Once again the government as a whole received a mediocre grade on information security, and several agencies failed for the third straight year. How much of the problem is with the agencies' security practices and how much of the problem is with the way the Federal Information Security Management Act (FISMA) measures and rates agencies' security? Do further standards and regulations-FDCC, HSPD-12, DoDAF-make the situation better or worse? We'll discuss how to balance compliance efforts and security efforts, and how to address now the emerging threats/ technologies—like electronic voting, cyber terrorism and public municipal Wi-Fi networks-that may redefine government agencies' information security in the future.

Web 2.0:

Adopting Web 2.0 as the new, user-centric, service-oriented platform offers both irresistible business opportunities and undeniable security threats. Learn more about the security risks of Web 2.0 (including social networking, SaaS, Google Apps, cloud computing, etc.) and how to measure the security of your Web applications. Discuss how to embrace Web 2.0 now as securely as is currently possible, and how to effectively work with Web developers now to head off the Web security problems of the future.

Trusted Computing Summit

The purest vision of endpoint control begins with an embedded hardware TPM. But a clash of industry titans has erupted over the race to avoid using a TPM by using NAC, NAP, TCN, or whatever flavor you happen to fancy.

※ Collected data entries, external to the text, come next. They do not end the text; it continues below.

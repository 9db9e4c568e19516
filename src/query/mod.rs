// SPDX-FileCopyrightText: 2026 Bruno Meilick
// SPDX-License-Identifier: LicenseRef-OpenDAM-Proprietary
//
// All rights reserved.
//
// This file is part of Open DAM and is proprietary software.
// Unauthorized copying, modification, or distribution is prohibited.

//! Read-only queries over catalogs.
//!
//! Queries never mutate; they derive paths, walks, search hits and summaries from the
//! id-linked tables of a [`Catalog`].

pub mod search;
pub mod tree;

pub use search::{find_by_name, fuzzy_find, SearchHit};
pub use tree::{
    collection_locations, collections_containing, list_files, path_of, resolve_parent,
    resolve_path, walk, walk_from, WalkEntry,
};

use crate::model::{Catalog, CollectionId, EntityId, FileKind, Meta, ParentRef};

#[derive(Debug, Clone, PartialEq)]
pub struct EntityInfo {
    pub entity: EntityId,
    pub name: String,
    pub path: String,
    pub parent: ParentRef,
    pub collections: Vec<CollectionId>,
    pub details: EntityDetails,
}

#[derive(Debug, Clone, PartialEq)]
pub enum EntityDetails {
    Location { sub_locations: usize, files: usize },
    File { kind: FileKind, meta: Meta },
}

/// Summary of one location or file, or `None` when the id is unknown.
pub fn entity_info(catalog: &Catalog, entity: &EntityId) -> Option<EntityInfo> {
    let name = catalog.name_of(entity)?.to_owned();
    let path = path_of(catalog, entity)?;
    let parent = resolve_parent(catalog, entity)?;

    let (collections, details) = match entity {
        EntityId::Location(id) => {
            let location = catalog.location(id)?;
            let collections = collections_containing(catalog, id)
                .into_iter()
                .map(|collection| collection.collection_id().clone())
                .collect();
            let details = EntityDetails::Location {
                sub_locations: location.sub_locations().count(),
                files: location.files().count(),
            };
            (collections, details)
        }
        EntityId::File(id) => {
            let file = catalog.file(id)?;
            let details = EntityDetails::File {
                kind: file.kind().clone(),
                meta: file.meta().clone(),
            };
            (Vec::new(), details)
        }
    };

    Some(EntityInfo {
        entity: entity.clone(),
        name,
        path,
        parent,
        collections,
        details,
    })
}
// SPDX-FileCopyrightText: 2026 Bruno Meilick
// SPDX-License-Identifier: LicenseRef-OpenDAM-Proprietary
//
// All rights reserved.
//
// This file is part of Open DAM and is proprietary software.
// Unauthorized copying, modification, or distribution is prohibited.

use std::borrow::Borrow;
use std::fmt;
use std::marker::PhantomData;
use std::str::FromStr;

use smol_str::SmolStr;
use thiserror::Error;

/// A stable identifier for one entity kind of the catalog.
///
/// Ids are opaque. The only enforced shape is a non-empty string without `/`, since ids are
/// used as path-like keys in the catalog folder and in delta refs.
#[derive(Debug, Clone, PartialEq, Eq, Hash, PartialOrd, Ord)]
pub struct Id<T> {
    value: SmolStr,
    _marker: PhantomData<fn() -> T>,
}

impl<T> Id<T> {
    pub fn new(value: impl AsRef<str>) -> Result<Self, IdError> {
        let value = value.as_ref();
        validate_id(value)?;
        Ok(Self {
            value: SmolStr::new(value),
            _marker: PhantomData,
        })
    }

    pub fn as_str(&self) -> &str {
        self.value.as_str()
    }

    pub fn into_string(self) -> String {
        self.value.to_string()
    }
}

impl<T> fmt::Display for Id<T> {
    fn fmt(&self, f: &mut fmt::Formatter<'_>) -> fmt::Result {
        f.write_str(&self.value)
    }
}

impl<T> AsRef<str> for Id<T> {
    fn as_ref(&self) -> &str {
        self.as_str()
    }
}

impl<T> Borrow<str> for Id<T> {
    fn borrow(&self) -> &str {
        self.as_str()
    }
}

impl<T> FromStr for Id<T> {
    type Err = IdError;

    fn from_str(s: &str) -> Result<Self, Self::Err> {
        Self::new(s)
    }
}

impl<T> TryFrom<String> for Id<T> {
    type Error = IdError;

    fn try_from(value: String) -> Result<Self, Self::Error> {
        Self::new(value)
    }
}

#[derive(Debug, Clone, PartialEq, Eq, Error)]
pub enum IdError {
    #[error("id must not be empty")]
    Empty,
    #[error("id must not contain '/'")]
    ContainsSlash,
}

fn validate_id(value: &str) -> Result<(), IdError> {
    if value.is_empty() {
        return Err(IdError::Empty);
    }
    if value.contains('/') {
        return Err(IdError::ContainsSlash);
    }
    Ok(())
}

#[derive(Debug, Clone, Copy, PartialEq, Eq, Hash, PartialOrd, Ord)]
pub enum LocationIdTag {}
pub type LocationId = Id<LocationIdTag>;

#[derive(Debug, Clone, Copy, PartialEq, Eq, Hash, PartialOrd, Ord)]
pub enum FileIdTag {}
pub type FileId = Id<FileIdTag>;

#[derive(Debug, Clone, Copy, PartialEq, Eq, Hash, PartialOrd, Ord)]
pub enum CollectionIdTag {}
pub type CollectionId = Id<CollectionIdTag>;

/// Prefixes used for generated ids (`loc:1`, `file:2`, `col:3`).
pub(crate) const LOCATION_ID_PREFIX: &str = "loc";
pub(crate) const FILE_ID_PREFIX: &str = "file";
pub(crate) const COLLECTION_ID_PREFIX: &str = "col";
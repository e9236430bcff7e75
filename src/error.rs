//! Structured error types for the sprites SDK
//!
//! Uses thiserror for ergonomic error definitions with automatic Display
//! and Error trait implementations.

use thiserror::Error;

/// All possible errors returned by the sprites SDK
#[derive(Error, Debug)]
pub enum SpriteError {
    /// Malformed stream frame (empty buffer or unknown stream tag)
    #[error("Invalid frame: {0}")]
    Frame(String),

    /// The remote side violated the streaming protocol
    #[error("Protocol violation: {0}")]
    Protocol(String),

    /// An operation was started on a connection that cannot accept it
    /// (already busy, already connected, or closed)
    #[error("Operation conflict: {0}")]
    OperationConflict(&'static str),

    /// WebSocket transport failure
    #[error("Transport error: {0}")]
    Transport(#[from] tokio_tungstenite::tungstenite::Error),

    /// Socket or I/O error
    #[error("I/O error: {0}")]
    Io(#[from] std::io::Error),

    /// No inbound activity within the keepalive window
    #[error("Keepalive timeout: no activity for {0:?}")]
    KeepaliveTimeout(std::time::Duration),

    /// Attach handshake did not receive session_info in time
    #[error("Attach timed out waiting for session_info")]
    AttachTimeout,

    /// The connection pool was closed while the caller was waiting
    #[error("Connection pool closed")]
    PoolClosed,

    /// Server-reported operation failure (op.error envelope)
    #[error("{0}")]
    RemoteOperation(String),

    /// Non-2xx response from the Sprites API
    #[error("API error {status}: {message}")]
    Api { status: u16, message: String },

    /// HTTP client error
    #[error("HTTP error: {0}")]
    Http(#[from] reqwest::Error),

    /// JSON parsing/serialization error
    #[error("JSON error: {0}")]
    Json(#[from] serde_json::Error),

    /// Invalid URL
    #[error("Invalid URL: {0}")]
    Url(#[from] url::ParseError),
}

/// Convenience Result type using SpriteError
pub type Result<T> = std::result::Result<T, SpriteError>;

Meanwhile, current generation computers have TPM chips onboard and this is the perfect venue where you can decide whether this matters to you. If a hardware TPM is where you're headed, what's the roadmap? If it's not, how good does endpoint management need to be to provide reasonable security? We expect some of the sharpest divergences of opinion to occur in this summit series.

Fate of the OS:

Windows Vista is arguably the most secure operating system ever, in part because it embraces now some of the more promising security tools of the future like Identity 2.0 and trusted computing. Yet Vista sales are dismal and XP users are rebelling against migration. Will enterprises that use Windows XP eventually migrate to Vista whether they like it or not? Will they wait until the following Windows OS? Or will they change over to Mac or Linux, making a non-Windows OS the new standard? Compare the next-gen operating systems-security, user-friendliness, scalability—debate the options and ask: what does the future hold for OS security?

Wednesday

Secure Design:

Much has been made of the need for programming practices that include security as a primary concern. But Secure Design encompasses more than just the programming (though that's certainly the source of an enormous number of vulnerabilities). It's equally important to think through the lifecycle of user identities, the recasting of core Internet protocols (such as DNS) in hardened versions, and tricky overlaps in user roles that create inadvertent escalations of privilege. How to we retune decision and design processes to make better security inherent?

Green IT:

How does an organization reduce its carbon footprint and go green? Travel less by swapping in-person meetings for social networking tools; reduce waste and pollution by reusing and recycling hardware; reduce energy consumption by consolidating data centers using virtualization technology. While social networking, virtualization, and hardware recycling are excellent methods for going green, they're also inherently, seriously insecure. In this summit both security professionals and green IT practitioners weigh in, and discuss how organizations can go green without scrapping security.

Control Systems:

Security professionals often polarize around the topic of control systems (SCADA)—the information systems that control physical systems like power grids and water treatment facilities. Are these systems truly the weakest link in the security of our critical infrastructure; or is that sort of talk merely fear-mongering? How do we best secure these systems? Hear from people on both sides about the "real" security threats facing control systems and decide for yourself.